### Your objective
After locating the line that contains "#[derive(Debug, Clone)]" in the records below, write out exactly that line and each line after it through the one that contains "pub trait MConnHandler: Send", and nothing else.

-------- Source material

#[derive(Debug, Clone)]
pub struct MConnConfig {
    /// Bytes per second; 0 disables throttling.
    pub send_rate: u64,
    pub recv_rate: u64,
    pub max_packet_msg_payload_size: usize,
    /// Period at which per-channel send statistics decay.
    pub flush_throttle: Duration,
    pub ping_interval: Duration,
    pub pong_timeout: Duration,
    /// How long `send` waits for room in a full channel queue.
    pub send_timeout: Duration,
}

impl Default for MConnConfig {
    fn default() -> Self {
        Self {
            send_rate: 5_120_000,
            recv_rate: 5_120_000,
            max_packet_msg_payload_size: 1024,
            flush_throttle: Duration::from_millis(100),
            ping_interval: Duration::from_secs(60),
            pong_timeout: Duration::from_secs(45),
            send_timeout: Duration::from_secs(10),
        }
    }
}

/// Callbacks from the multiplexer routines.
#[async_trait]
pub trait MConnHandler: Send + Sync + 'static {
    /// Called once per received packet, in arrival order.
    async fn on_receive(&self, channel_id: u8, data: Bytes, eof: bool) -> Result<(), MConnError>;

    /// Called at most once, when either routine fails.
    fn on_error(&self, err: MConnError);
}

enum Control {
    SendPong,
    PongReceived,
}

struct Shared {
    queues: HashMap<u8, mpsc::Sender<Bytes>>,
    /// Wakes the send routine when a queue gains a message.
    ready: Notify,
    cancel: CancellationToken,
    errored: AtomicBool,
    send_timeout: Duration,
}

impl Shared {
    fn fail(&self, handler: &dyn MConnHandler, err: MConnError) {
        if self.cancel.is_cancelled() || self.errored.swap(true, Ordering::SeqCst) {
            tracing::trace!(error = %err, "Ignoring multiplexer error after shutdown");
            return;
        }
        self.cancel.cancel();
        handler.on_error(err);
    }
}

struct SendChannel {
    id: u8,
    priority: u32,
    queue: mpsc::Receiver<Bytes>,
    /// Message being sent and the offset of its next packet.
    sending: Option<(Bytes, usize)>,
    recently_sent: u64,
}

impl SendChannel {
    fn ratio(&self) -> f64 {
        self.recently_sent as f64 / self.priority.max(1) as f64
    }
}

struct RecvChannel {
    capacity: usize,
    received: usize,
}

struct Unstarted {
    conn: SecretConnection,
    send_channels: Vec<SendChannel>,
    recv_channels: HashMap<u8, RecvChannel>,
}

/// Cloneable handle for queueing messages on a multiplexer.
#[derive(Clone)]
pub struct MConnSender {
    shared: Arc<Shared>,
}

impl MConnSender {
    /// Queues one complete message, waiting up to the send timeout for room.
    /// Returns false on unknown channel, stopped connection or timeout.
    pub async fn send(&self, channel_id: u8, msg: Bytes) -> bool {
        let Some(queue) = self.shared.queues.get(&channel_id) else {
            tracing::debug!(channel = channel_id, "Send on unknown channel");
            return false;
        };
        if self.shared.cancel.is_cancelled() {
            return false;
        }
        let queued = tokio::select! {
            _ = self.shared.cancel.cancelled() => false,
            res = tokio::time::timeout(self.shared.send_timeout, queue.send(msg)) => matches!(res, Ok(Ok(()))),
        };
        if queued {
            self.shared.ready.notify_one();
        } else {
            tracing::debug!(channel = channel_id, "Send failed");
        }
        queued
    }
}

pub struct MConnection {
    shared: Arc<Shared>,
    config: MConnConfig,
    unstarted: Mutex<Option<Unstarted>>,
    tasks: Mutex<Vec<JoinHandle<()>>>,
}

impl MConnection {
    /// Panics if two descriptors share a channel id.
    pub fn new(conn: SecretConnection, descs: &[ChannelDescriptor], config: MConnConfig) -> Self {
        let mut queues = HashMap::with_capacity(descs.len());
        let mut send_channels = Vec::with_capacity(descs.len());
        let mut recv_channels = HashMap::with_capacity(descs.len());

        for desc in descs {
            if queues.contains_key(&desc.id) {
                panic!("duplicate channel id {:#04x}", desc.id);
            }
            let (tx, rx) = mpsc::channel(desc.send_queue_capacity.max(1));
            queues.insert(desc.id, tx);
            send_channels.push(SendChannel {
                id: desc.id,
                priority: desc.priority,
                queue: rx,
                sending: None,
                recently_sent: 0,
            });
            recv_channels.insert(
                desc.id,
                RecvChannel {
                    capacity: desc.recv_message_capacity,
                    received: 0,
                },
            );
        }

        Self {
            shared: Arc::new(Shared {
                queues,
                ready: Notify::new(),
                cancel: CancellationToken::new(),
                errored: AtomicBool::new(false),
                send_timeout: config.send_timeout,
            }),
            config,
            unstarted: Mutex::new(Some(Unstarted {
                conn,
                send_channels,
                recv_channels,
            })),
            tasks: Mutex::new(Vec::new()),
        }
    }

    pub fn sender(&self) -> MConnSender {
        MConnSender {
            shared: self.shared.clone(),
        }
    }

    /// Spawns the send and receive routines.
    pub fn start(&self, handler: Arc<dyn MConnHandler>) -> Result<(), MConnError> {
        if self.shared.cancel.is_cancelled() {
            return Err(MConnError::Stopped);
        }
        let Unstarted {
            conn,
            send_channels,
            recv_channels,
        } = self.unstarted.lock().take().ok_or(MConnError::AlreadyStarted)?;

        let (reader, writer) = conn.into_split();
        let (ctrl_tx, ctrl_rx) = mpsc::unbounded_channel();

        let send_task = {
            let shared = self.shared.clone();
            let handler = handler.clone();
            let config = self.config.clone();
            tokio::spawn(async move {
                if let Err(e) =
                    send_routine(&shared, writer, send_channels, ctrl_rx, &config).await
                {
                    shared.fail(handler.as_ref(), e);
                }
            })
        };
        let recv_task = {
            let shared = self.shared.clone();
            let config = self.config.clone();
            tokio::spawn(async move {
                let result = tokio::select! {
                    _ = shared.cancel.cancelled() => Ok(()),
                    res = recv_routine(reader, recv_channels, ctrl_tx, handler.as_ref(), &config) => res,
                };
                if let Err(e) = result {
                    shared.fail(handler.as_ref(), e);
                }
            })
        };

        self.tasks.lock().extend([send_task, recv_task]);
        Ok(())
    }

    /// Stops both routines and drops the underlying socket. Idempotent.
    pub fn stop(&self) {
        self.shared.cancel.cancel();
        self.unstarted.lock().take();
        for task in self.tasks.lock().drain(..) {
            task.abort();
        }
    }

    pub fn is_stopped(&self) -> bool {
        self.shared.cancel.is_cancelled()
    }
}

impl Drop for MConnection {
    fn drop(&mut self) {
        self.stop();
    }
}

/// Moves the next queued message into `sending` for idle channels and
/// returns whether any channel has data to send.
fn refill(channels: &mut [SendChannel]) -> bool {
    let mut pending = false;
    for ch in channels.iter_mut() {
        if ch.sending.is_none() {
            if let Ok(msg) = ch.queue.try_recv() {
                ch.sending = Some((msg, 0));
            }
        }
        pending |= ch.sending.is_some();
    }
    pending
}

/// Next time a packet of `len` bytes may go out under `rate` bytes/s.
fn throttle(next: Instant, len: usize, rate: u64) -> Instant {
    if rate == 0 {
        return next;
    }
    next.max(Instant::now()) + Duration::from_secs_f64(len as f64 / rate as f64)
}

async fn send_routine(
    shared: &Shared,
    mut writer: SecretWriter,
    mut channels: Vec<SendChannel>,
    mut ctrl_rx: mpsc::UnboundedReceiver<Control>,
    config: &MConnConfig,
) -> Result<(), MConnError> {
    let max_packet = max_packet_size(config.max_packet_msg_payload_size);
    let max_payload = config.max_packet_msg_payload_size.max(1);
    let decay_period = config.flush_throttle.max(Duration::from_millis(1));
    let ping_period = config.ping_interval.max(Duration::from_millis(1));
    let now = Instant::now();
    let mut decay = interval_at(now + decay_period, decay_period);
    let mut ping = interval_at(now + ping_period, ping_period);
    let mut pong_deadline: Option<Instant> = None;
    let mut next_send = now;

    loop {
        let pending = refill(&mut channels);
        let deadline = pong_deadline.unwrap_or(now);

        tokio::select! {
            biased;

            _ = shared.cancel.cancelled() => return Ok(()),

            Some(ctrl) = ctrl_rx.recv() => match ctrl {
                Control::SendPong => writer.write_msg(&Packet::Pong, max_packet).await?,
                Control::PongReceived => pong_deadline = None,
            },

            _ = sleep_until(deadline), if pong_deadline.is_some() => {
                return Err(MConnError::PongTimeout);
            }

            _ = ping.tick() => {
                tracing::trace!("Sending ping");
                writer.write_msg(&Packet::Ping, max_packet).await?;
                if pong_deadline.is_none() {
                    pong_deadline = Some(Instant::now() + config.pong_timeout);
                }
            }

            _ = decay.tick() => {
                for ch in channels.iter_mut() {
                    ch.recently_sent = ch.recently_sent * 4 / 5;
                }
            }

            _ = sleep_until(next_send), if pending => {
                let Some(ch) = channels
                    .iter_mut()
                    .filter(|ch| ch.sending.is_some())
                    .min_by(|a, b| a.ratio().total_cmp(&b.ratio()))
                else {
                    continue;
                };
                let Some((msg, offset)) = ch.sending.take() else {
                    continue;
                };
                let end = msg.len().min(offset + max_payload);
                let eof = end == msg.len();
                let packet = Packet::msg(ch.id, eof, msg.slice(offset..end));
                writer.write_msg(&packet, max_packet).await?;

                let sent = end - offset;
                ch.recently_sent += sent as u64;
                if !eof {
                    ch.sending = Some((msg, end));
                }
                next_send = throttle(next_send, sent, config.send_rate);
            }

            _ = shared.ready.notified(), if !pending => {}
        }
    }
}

----------------
-------- Source material

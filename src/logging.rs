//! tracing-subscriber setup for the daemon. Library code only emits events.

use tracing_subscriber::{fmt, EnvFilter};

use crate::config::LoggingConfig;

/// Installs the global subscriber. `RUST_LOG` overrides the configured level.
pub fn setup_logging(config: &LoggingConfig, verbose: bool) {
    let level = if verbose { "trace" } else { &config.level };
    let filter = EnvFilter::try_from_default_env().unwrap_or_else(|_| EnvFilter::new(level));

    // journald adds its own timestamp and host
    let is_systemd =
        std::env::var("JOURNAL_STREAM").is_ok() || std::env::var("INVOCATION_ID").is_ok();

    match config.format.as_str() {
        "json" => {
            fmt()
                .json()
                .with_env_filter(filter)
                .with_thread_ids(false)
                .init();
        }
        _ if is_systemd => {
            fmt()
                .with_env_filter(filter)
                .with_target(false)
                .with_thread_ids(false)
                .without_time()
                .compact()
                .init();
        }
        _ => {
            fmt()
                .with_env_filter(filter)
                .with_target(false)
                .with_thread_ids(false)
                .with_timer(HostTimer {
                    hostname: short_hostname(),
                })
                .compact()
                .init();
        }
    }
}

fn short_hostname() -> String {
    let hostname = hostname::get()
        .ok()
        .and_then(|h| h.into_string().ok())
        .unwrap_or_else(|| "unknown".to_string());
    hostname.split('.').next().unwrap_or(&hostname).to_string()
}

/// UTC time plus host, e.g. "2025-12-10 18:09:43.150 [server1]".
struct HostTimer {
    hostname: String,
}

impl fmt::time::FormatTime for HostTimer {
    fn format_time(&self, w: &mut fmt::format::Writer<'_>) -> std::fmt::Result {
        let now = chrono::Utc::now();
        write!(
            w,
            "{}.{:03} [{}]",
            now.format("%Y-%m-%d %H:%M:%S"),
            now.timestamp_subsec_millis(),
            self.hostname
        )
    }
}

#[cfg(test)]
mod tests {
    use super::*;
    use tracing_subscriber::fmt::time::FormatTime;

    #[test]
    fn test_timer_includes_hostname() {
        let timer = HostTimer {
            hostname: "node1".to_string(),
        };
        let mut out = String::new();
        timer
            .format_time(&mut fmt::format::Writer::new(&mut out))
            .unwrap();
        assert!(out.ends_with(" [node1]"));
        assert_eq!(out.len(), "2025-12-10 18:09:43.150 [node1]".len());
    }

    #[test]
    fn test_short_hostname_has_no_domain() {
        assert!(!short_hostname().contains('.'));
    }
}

----------------

### Solution to this exercise
#[derive(Debug, Clone)]
pub struct MConnConfig {
    /// Bytes per second; 0 disables throttling.
    pub send_rate: u64,
    pub recv_rate: u64,
    pub max_packet_msg_payload_size: usize,
    /// Period at which per-channel send statistics decay.
    pub flush_throttle: Duration,
    pub ping_interval: Duration,
    pub pong_timeout: Duration,
    /// How long `send` waits for room in a full channel queue.
    pub send_timeout: Duration,
}

impl Default for MConnConfig {
    fn default() -> Self {
        Self {
            send_rate: 5_120_000,
            recv_rate: 5_120_000,
            max_packet_msg_payload_size: 1024,
            flush_throttle: Duration::from_millis(100),
            ping_interval: Duration::from_secs(60),
            pong_timeout: Duration::from_secs(45),
            send_timeout: Duration::from_secs(10),
        }
    }
}

/// Callbacks from the multiplexer routines.
#[async_trait]
pub trait MConnHandler: Send + Sync + 'static {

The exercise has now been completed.